ACTION ITEM ::
Instruction for the entries that follow: retype exactly the lines from the line with "(tools::SEARCH_EVENTS, _) =>" to the line with "let slots: Vec<String>", both included, and omit all others.
== Segment start ==
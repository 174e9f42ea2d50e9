//! Free-slot finder

use std::sync::Arc;

use async_trait::async_trait;
use serde_json::json;

use super::{FIND_FREE_TIME, backend_failure, days_arg, duration_arg, local_now, status};
use crate::calendar::CalendarBackend;
use crate::datetime::DateTimeResolver;
use crate::error::Result;
use crate::tool::{Tool, ToolContext, ToolResult};

const DEFAULT_DAYS_AHEAD: u32 = 7;
const MAX_SLOTS: usize = 5;

pub struct FindFreeTimeTool {
    calendar: Arc<dyn CalendarBackend>,
    resolver: DateTimeResolver,
}

impl FindFreeTimeTool {
    pub fn new(calendar: Arc<dyn CalendarBackend>, resolver: DateTimeResolver) -> Self {
        Self { calendar, resolver }
    }
}

#[async_trait]
impl Tool for FindFreeTimeTool {
    fn name(&self) -> &str {
        FIND_FREE_TIME
    }

    fn description(&self) -> &str {
        "Suggest open weekday slots between 9am and 5pm."
    }

    fn parameters_schema(&self) -> serde_json::Value {
        json!({
            "type": "object",
            "properties": {
                "duration_minutes": {
                    "type": "integer",
                    "minimum": 1,
                    "description": "Slot length in minutes (default 60)"
                },
                "days_ahead": {
                    "type": "integer",
                    "minimum": 0,
                    "maximum": 365,
                    "description": "How many days ahead to look (default 7)"
                }
            }
        })
    }

    async fn execute(&self, arguments: serde_json::Value, ctx: &ToolContext) -> Result<ToolResult> {
        let duration = duration_arg(&arguments);
        let days_ahead = days_arg(&arguments, DEFAULT_DAYS_AHEAD);

        let slots = self
            .calendar
            .find_free_time(local_now(&self.resolver, ctx), duration, days_ahead, MAX_SLOTS)
            .await
            .map_err(|e| backend_failure(FIND_FREE_TIME, e))?;

        let slots: Vec<serde_json::Value> = slots
            .iter()
            .map(|s| json!({ "start": s.start.to_rfc3339(), "end": s.end.to_rfc3339() }))
            .collect();

        Ok(ToolResult::json(json!({
            "status": status::OK,
            "duration_minutes": duration,
            "slots": slots,
        })))
    }
}
//! Deterministic reply text for paths that skip the model

use chrono::{DateTime, FixedOffset};

use crate::tool::ToolOutcome;
use crate::tools::{self, status};

/// Sent when the model stays unavailable after every retry
pub const UNAVAILABLE_REPLY: &str =
    "Sorry, I'm having trouble reaching my scheduling brain right now. Please try again in a few minutes.";

/// Sent for any other failure at the loop boundary
pub const ERROR_REPLY: &str = "Sorry, something went wrong on my end and I couldn't finish that. Please try again.";

/// Sent when the model returns neither text nor tool calls
pub const EMPTY_REPLY: &str = "Sorry, I didn't catch that. What would you like to do with your calendar?";

/// Sent when a tool ran but produced nothing worth saying
pub const DONE_REPLY: &str = "Done.";

const MAX_LISTED: usize = 5;

pub fn format_when(instant: &DateTime<FixedOffset>) -> String {
    instant.format("%a %b %-d at %-I:%M %p").to_string()
}

fn parse_time(value: &serde_json::Value) -> Option<DateTime<FixedOffset>> {
    value.as_str().and_then(|s| DateTime::parse_from_rfc3339(s).ok())
}

fn event_line(event: &serde_json::Value) -> String {
    let title = event["title"].as_str().unwrap_or("(untitled)");
    match parse_time(&event["start"]) {
        Some(start) => format!("{}, {}", title, format_when(&start)),
        None => title.to_string(),
    }
}

/// Ask for the addresses we could not find
pub fn ask_for_emails(unresolved: &[String]) -> String {
    match unresolved {
        [one] => format!("I don't have an email for {}. What's their email address?", one),
        many => format!(
            "I don't have emails for {}. Can you send their email addresses?",
            many.join(", ")
        ),
    }
}

pub fn no_match(query: &str) -> String {
    format!("I couldn't find anything matching \"{}\" on your calendar.", query)
}

pub fn several_matches(query: &str, outcome: &ToolOutcome) -> String {
    let lines: Vec<String> = outcome.result.output["events"]
        .as_array()
        .map(|events| events.iter().take(MAX_LISTED).map(event_line).collect())
        .unwrap_or_default();
    format!(
        "I found several events matching \"{}\": {}. Which one did you mean?",
        query,
        lines.join("; ")
    )
}

/// One line describing a single tool outcome
pub fn describe(outcome: &ToolOutcome) -> Option<String> {
    let output = &outcome.result.output;
    if outcome.result.is_error {
        return None;
    }

    match (outcome.name.as_str(), outcome.status()) {
        (tools::CREATE_EVENT, Some(status::CREATED)) => {
            let event = &output["event"];
            let title = event["title"].as_str().unwrap_or("Event");
            let when = parse_time(&event["start"]).map(|t| format_when(&t)).unwrap_or_default();
            let mut line = format!("Booked: {} on {}.", title, when);
            if let Some(link) = event["link"].as_str() {
                line.push_str(&format!(" Link: {}", link));
            }
            Some(line)
        }
        (tools::CREATE_EVENT, Some(status::ATTENDEES_UNRESOLVED)) => {
            let names: Vec<String> = serde_json::from_value(output["unresolved_names"].clone()).unwrap_or_default();
            Some(ask_for_emails(&names))
        }
        (tools::LIST_EVENTS, _) => {
            let events = output["events"].as_array().cloned().unwrap_or_default();
            if events.is_empty() {
                let days = output["days_ahead"].as_u64().unwrap_or(7);
                return Some(format!("Nothing on your calendar in the next {} days.", days));
            }
            let mut text = String::from("Your upcoming events:");
            for event in events.iter().take(MAX_LISTED) {
                text.push_str("\n- ");
                text.push_str(&event_line(event));
            }
            if events.len() > MAX_LISTED {
                text.push_str(&format!("\n...and {} more", events.len() - MAX_LISTED));
            }
            Some(text)
        }
        (tools::CHECK_CONFLICTS, _) => {
            let conflicts = output["conflicts"].as_array().cloned().unwrap_or_default();
            if conflicts.is_empty() {
                Some("That time is free.".to_string())
            } else {
                let titles: Vec<&str> = conflicts.iter().filter_map(|c| c["title"].as_str()).collect();
                Some(format!(
                    "That time overlaps {} event{}: {}.",
                    conflicts.len(),
                    if conflicts.len() == 1 { "" } else { "s" },
                    titles.join(", ")
                ))
            }
        }
        (tools::UPDATE_EVENT, Some(status::UPDATED)) => {
            let event = &output["event"];
            let title = event["title"].as_str().unwrap_or("Event");
            let when = parse_time(&event["start"]).map(|t| format_when(&t)).unwrap_or_default();
            Some(format!("Updated: {} is now {}.", title, when))
        }
        (tools::DELETE_EVENT, Some(status::DELETED)) => Some("Deleted the event.".to_string()),
        (tools::DELETE_EVENT, Some(status::NOT_FOUND)) => Some("That event was already gone.".to_string()),
        (tools::SEARCH_EVENTS, _) => {
            let events = output["events"].as_array().cloned().unwrap_or_default();
            let query = output["query"].as_str().unwrap_or_default();
            if events.is_empty() {
                Some(no_match(query))
            } else {
                let lines: Vec<String> = events.iter().take(MAX_LISTED).map(event_line).collect();
                Some(format!("Found: {}", lines.join("; ")))
            }
        }
        (tools::FIND_FREE_TIME, _) => {
            let slots: Vec<String> = output["slots"]
                .as_array()
                .map(|s| s.iter().filter_map(|slot| parse_time(&slot["start"])).map(|t| format_when(&t)).collect())
                .unwrap_or_default();
            if slots.is_empty() {
                Some("I couldn't find an open slot in that window.".to_string())
            } else {
                Some(format!("Open slots: {}.", slots.join("; ")))
            }
        }
        (tools::ASK_FOR_CLARIFICATION, _) => output["question"].as_str().map(str::to_string),
        _ => None,
    }
}

/// Reply covering every outcome, newest last
pub fn summarize(outcomes: &[ToolOutcome]) -> String {
    let lines: Vec<String> = outcomes.iter().filter_map(describe).collect();
    if lines.is_empty() {
        if outcomes.iter().any(|o| o.result.is_error) {
            ERROR_REPLY.to_string()
        } else {
            DONE_REPLY.to_string()
        }
    } else {
        lines.join("\n")
    }
}
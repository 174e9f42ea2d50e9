//! Language-model provider implementations

pub mod anthropic;

use crate::{Error, ModelRequest, ModelResponse, Result};
use async_trait::async_trait;

/// Trait for language-model providers
#[async_trait]
pub trait ModelProvider: Send + Sync {
    /// Send a request and wait for the complete response
    async fn complete(&self, request: &ModelRequest) -> Result<ModelResponse>;
}

/// Get an API key from a provided value or the environment
pub fn get_api_key(provided: Option<&str>, env_var: &str) -> Result<String> {
    if let Some(key) = provided {
        return Ok(key.to_string());
    }

    std::env::var(env_var).map_err(|_| Error::InvalidApiKey)
}
//! Event creation tool

use std::sync::Arc;

use async_trait::async_trait;
use serde_json::json;

use super::{CREATE_EVENT, backend_failure, duration_arg, event_json, status, str_arg};
use crate::attendees::{RosterProvider, resolve_attendees};
use crate::calendar::{CalendarBackend, NewEvent};
use crate::conversation::EventDraft;
use crate::datetime::DateTimeResolver;
use crate::error::Result;
use crate::tool::{Tool, ToolContext, ToolResult};

/// Creates an event once every requested attendee has an address
pub struct CreateEventTool {
    calendar: Arc<dyn CalendarBackend>,
    roster: Arc<dyn RosterProvider>,
    resolver: DateTimeResolver,
}

impl CreateEventTool {
    pub fn new(calendar: Arc<dyn CalendarBackend>, roster: Arc<dyn RosterProvider>, resolver: DateTimeResolver) -> Self {
        Self {
            calendar,
            roster,
            resolver,
        }
    }
}

#[async_trait]
impl Tool for CreateEventTool {
    fn name(&self) -> &str {
        CREATE_EVENT
    }

    fn description(&self) -> &str {
        "Create a calendar event. Attendee names are matched against the user's contacts; \
         if any name cannot be matched, nothing is created and the unresolved names are returned."
    }

    fn parameters_schema(&self) -> serde_json::Value {
        json!({
            "type": "object",
            "properties": {
                "title": {
                    "type": "string",
                    "description": "Short event title, e.g. \"Dinner\""
                },
                "start_time": {
                    "type": "string",
                    "description": "Start time as an ISO 8601 timestamp with offset, or the user's own words"
                },
                "duration_minutes": {
                    "type": "integer",
                    "minimum": 1,
                    "description": "Length in minutes (default 60)"
                },
                "attendees": {
                    "type": "array",
                    "items": { "type": "string" },
                    "description": "Attendee names or email addresses, excluding the user"
                },
                "description": {
                    "type": "string"
                }
            },
            "required": ["title", "start_time"]
        })
    }

    async fn execute(&self, arguments: serde_json::Value, ctx: &ToolContext) -> Result<ToolResult> {
        let title = match str_arg(&arguments, "title") {
            Some(t) => t.to_string(),
            None => return Ok(ToolResult::error("Missing 'title' argument")),
        };
        let start_arg = match str_arg(&arguments, "start_time") {
            Some(s) => s,
            None => return Ok(ToolResult::error("Missing 'start_time' argument")),
        };
        let requested: Vec<String> = arguments
            .get("attendees")
            .and_then(|v| v.as_array())
            .map(|items| {
                items
                    .iter()
                    .filter_map(|v| v.as_str())
                    .map(str::to_string)
                    .collect()
            })
            .unwrap_or_default();

        let start = self.resolver.resolve_candidate(start_arg, &ctx.message, ctx.now);

        let roster = if requested.is_empty() {
            vec![]
        } else {
            self.roster
                .roster_for(&ctx.identity)
                .await
                .map_err(|e| backend_failure(CREATE_EVENT, e))?
        };
        let resolution = resolve_attendees(&requested, &roster, &ctx.identity);

        let draft = EventDraft {
            title,
            start,
            duration_minutes: duration_arg(&arguments),
            attendees: resolution.resolved,
            description: str_arg(&arguments, "description").map(str::to_string),
        };

        if !resolution.unresolved.is_empty() {
            tracing::info!(
                identity = %ctx.identity,
                unresolved = ?resolution.unresolved,
                "attendees unresolved, deferring event creation"
            );
            return Ok(ToolResult::json(json!({
                "status": status::ATTENDEES_UNRESOLVED,
                "draft": draft,
                "unresolved_names": resolution.unresolved,
            })));
        }

        let event = self
            .calendar
            .create_event(NewEvent {
                title: draft.title,
                start: draft.start.instant,
                duration_minutes: draft.duration_minutes,
                attendees: draft.attendees,
                description: draft.description,
            })
            .await
            .map_err(|e| backend_failure(CREATE_EVENT, e))?;

        Ok(ToolResult::json(json!({
            "status": status::CREATED,
            "event": event_json(&event),
            "provenance": start.provenance,
            "corrected": start.corrected,
        })))
    }
}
== Segment end ==
PROBLEM SOLUTION ::
        (tools::SEARCH_EVENTS, _) => {
            let events = output["events"].as_array().cloned().unwrap_or_default();
            let query = output["query"].as_str().unwrap_or_default();
            if events.is_empty() {
                Some(no_match(query))
            } else {
                let lines: Vec<String> = events.iter().take(MAX_LISTED).map(event_line).collect();
                Some(format!("Found: {}", lines.join("; ")))
            }
        }
        (tools::FIND_FREE_TIME, _) => {
            let slots: Vec<String> = output["slots"]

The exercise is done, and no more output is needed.